10 Credit Card Basics

What's the difference between a credit card and an ATM/Debit card?
A credit card is a loan that must be repaid with interest.

An ATM or debit card is a payment card that is connected to your checking account. Charges made with an ATM card are deducted immediately from the checking account. Charges made using a credit card are added to a balance and must be repaid.

What are the Pros and Cons related to using credit cards?

Pros

  • Available in times of financial emergency
  • Convenience of having extra finances
  • Safer than cash during a trip
  • Paper Monthly statement keeps them recorded
  • The ability to build a credit history

Risks

  • Interest Rate
  • Can spend at anytime
  • Associated Fees
  • Can increase debt
  • Misuse can lead to bad credit

What do those pre-approved letters in the mail mean?
It doesn't mean a thing. An offer with "pre-approved"  means that you have only passed a minimal preliminary credit-information screening. A credit card company can deny you if it doesn't like your credit rating.

What is the difference between a fixed and  variable interest rate?
Interest is calculated as a percentage rate of the loan/credit account principal.

Fixed means that the interest rate does not change over the life of the loan.

Variable means it changes periodically.

How many credit cards should I have?
The less the better. The more open credit accounts you have the more that will affect your overall credit score. Always try to carry at least 2 major credit cards. Carrying 1 credit card with a large balance is more beneficial than a carrying multiple cards with small balances.

Is it smart for me to transfer my balance from one credit card to another that has a lower interest rate?
This can be a strategy for taking control of your debts. But here are some things to consider before you do it:

  • Is the "low" rate on the new card just an introductory rate? In other words, what will the rate increase to after you transfer the balance?
  • Does the new card have any additional fees (such as annual fees) or higher fees than your current card?
  • Does your current card have a balance transfer fee?

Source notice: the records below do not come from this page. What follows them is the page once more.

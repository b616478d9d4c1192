// src/models/mod.rs
pub mod delivery;
pub mod notification;

pub use delivery::*;
pub use notification::*;
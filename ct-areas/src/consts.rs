//! 通用常量.

use crate::LabelId;

/// 背景标签. 它不参与质心定位, 也不参与统计.
pub const BACKGROUND: LabelId = 0;

/// 默认的切片轴 (z 轴, 即水平切片).
pub const DEFAULT_SLICE_AXIS: usize = 2;

/// 判定方向向量退化的阈值.
pub const DIRECTION_EPSILON: f64 = 1e-9;

/// 输出表格的列名.
pub mod columns {
    /// 受试者编号 (由输入文件名解析).
    pub const ID: &str = "id";

    /// 检查号 (由输入文件名解析).
    pub const ACCESSION: &str = "accession";

    /// 序列号 (由输入文件名解析).
    pub const SERIES_NUMBER: &str = "series_number";

    /// 序列名 (由输入文件名解析).
    pub const SERIES_NAME: &str = "series_name";

    /// 自由格式的元信息, 一般是标签体系名.
    pub const SYSTEM: &str = "system";

    /// 受试者.
    pub const SUBJECT: &str = "subject";

    /// 扫描会话.
    pub const SESSION: &str = "session";

    /// 标签值.
    pub const LABEL: &str = "label";

    /// 度量类别, `shape` 或 `intensity`.
    pub const MEASURE: &str = "measure";

    /// 度量名.
    pub const METRIC: &str = "metric";

    /// 度量值.
    pub const VALUE: &str = "value";
}
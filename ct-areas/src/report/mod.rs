//! 统计结果的表格化输出.

mod table;

pub use table::{Format, Table};

use crate::consts::columns;
use crate::{Error, Result};
use std::path::Path;

/// 由输入文件名解析出的序列信息.
///
/// 文件名 (第一个 `.` 之前的部分) 按 `_` 切分:
/// `{id}_{accession}_{series_number}_{series_name...}_{suffix}`.
/// `series_name` 可以包含 `_`, 最后一段后缀被丢弃.
#[derive(Clone, Debug, Default, Eq, PartialEq)]
#[cfg_attr(feature = "serde", derive(serde::Serialize))]
pub struct SeriesInfo {
    /// 受试者编号.
    pub id: String,

    /// 检查号.
    pub accession: String,

    /// 序列号.
    pub series_number: String,

    /// 序列名, 可能为空.
    pub series_name: String,
}

impl SeriesInfo {
    /// 从文件名解析. 少于三段时返回 [`Error::MalformedSeriesName`].
    pub fn from_file_name(name: &str) -> Result<Self> {
        let stem = name.split('.').next().unwrap_or(name);
        let parts: Vec<&str> = stem.split('_').collect();
        let [id, accession, series_number, ..] = parts.as_slice() else {
            return Err(Error::MalformedSeriesName(name.to_owned()));
        };
        let series_name = parts
            .get(3..parts.len() - 1)
            .map(|s| s.join("_"))
            .unwrap_or_default();
        Ok(Self {
            id: id.to_string(),
            accession: accession.to_string(),
            series_number: series_number.to_string(),
            series_name,
        })
    }

    /// 从路径的文件名部分解析.
    pub fn from_path<P: AsRef<Path>>(path: P) -> Result<Self> {
        let name = path
            .as_ref()
            .file_name()
            .map(|n| n.to_string_lossy().into_owned())
            .unwrap_or_default();
        Self::from_file_name(&name)
    }
}

/// 每一行输出前缀的元信息列.
#[derive(Clone, Debug, Eq, PartialEq)]
#[cfg_attr(feature = "serde", derive(serde::Serialize))]
pub enum Metadata {
    /// 序列信息加一个自由格式字符串 (一般是标签体系名).
    System {
        /// 由输入文件名解析的序列信息.
        series: SeriesInfo,
        /// 自由格式字符串.
        system: String,
    },

    /// 受试者与会话.
    Subject {
        /// 受试者.
        subject: String,
        /// 会话.
        session: String,
    },
}

impl Metadata {
    /// 由命令行给出的元信息项构建.
    ///
    /// 一项时视作自由格式字符串, 序列信息从 `input` 的文件名解析;
    /// 两项时视作 `subject session`; 其他个数返回 [`Error::MetadataArity`].
    pub fn from_tokens<P: AsRef<Path>, S: AsRef<str>>(input: P, tokens: &[S]) -> Result<Self> {
        match tokens {
            [system] => Ok(Self::System {
                series: SeriesInfo::from_path(input)?,
                system: system.as_ref().to_owned(),
            }),
            [subject, session] => Ok(Self::Subject {
                subject: subject.as_ref().to_owned(),
                session: session.as_ref().to_owned(),
            }),
            any_else => Err(Error::MetadataArity(any_else.len())),
        }
    }

    /// 元信息列名.
    pub fn columns(&self) -> Vec<&'static str> {
        match self {
            Self::System { .. } => vec![
                columns::ID,
                columns::ACCESSION,
                columns::SERIES_NUMBER,
                columns::SERIES_NAME,
                columns::SYSTEM,
            ],
            Self::Subject { .. } => vec![columns::SUBJECT, columns::SESSION],
        }
    }

    /// 元信息值, 与 [`Self::columns`] 一一对应.
    pub fn values(&self) -> Vec<String> {
        match self {
            Self::System { series, system } => vec![
                series.id.clone(),
                series.accession.clone(),
                series.series_number.clone(),
                series.series_name.clone(),
                system.clone(),
            ],
            Self::Subject { subject, session } => vec![subject.clone(), session.clone()],
        }
    }
}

 What if I find that my debt-to-income ratio is really high?
A high debt-to-income ration means that you're a riskier customer for a creditor. Pay your debts as low as possible before applying for a loan. This applies to consumer loans, credit cards and student loans. If you are not able to pay debts lower before applying for a new loan, you will usually have a higher interest rate.

How does someone have good credit after bankruptcy?
To accomplish good credit, you'll need to start from scratch and get a Loan.

Obtain a small loan or open a credit card with a low limit. It is very important that you make your payments on time. Never go over your credit limit.

 You will most likely have to start off with a secured credit card, and will usually have a higher interest rate.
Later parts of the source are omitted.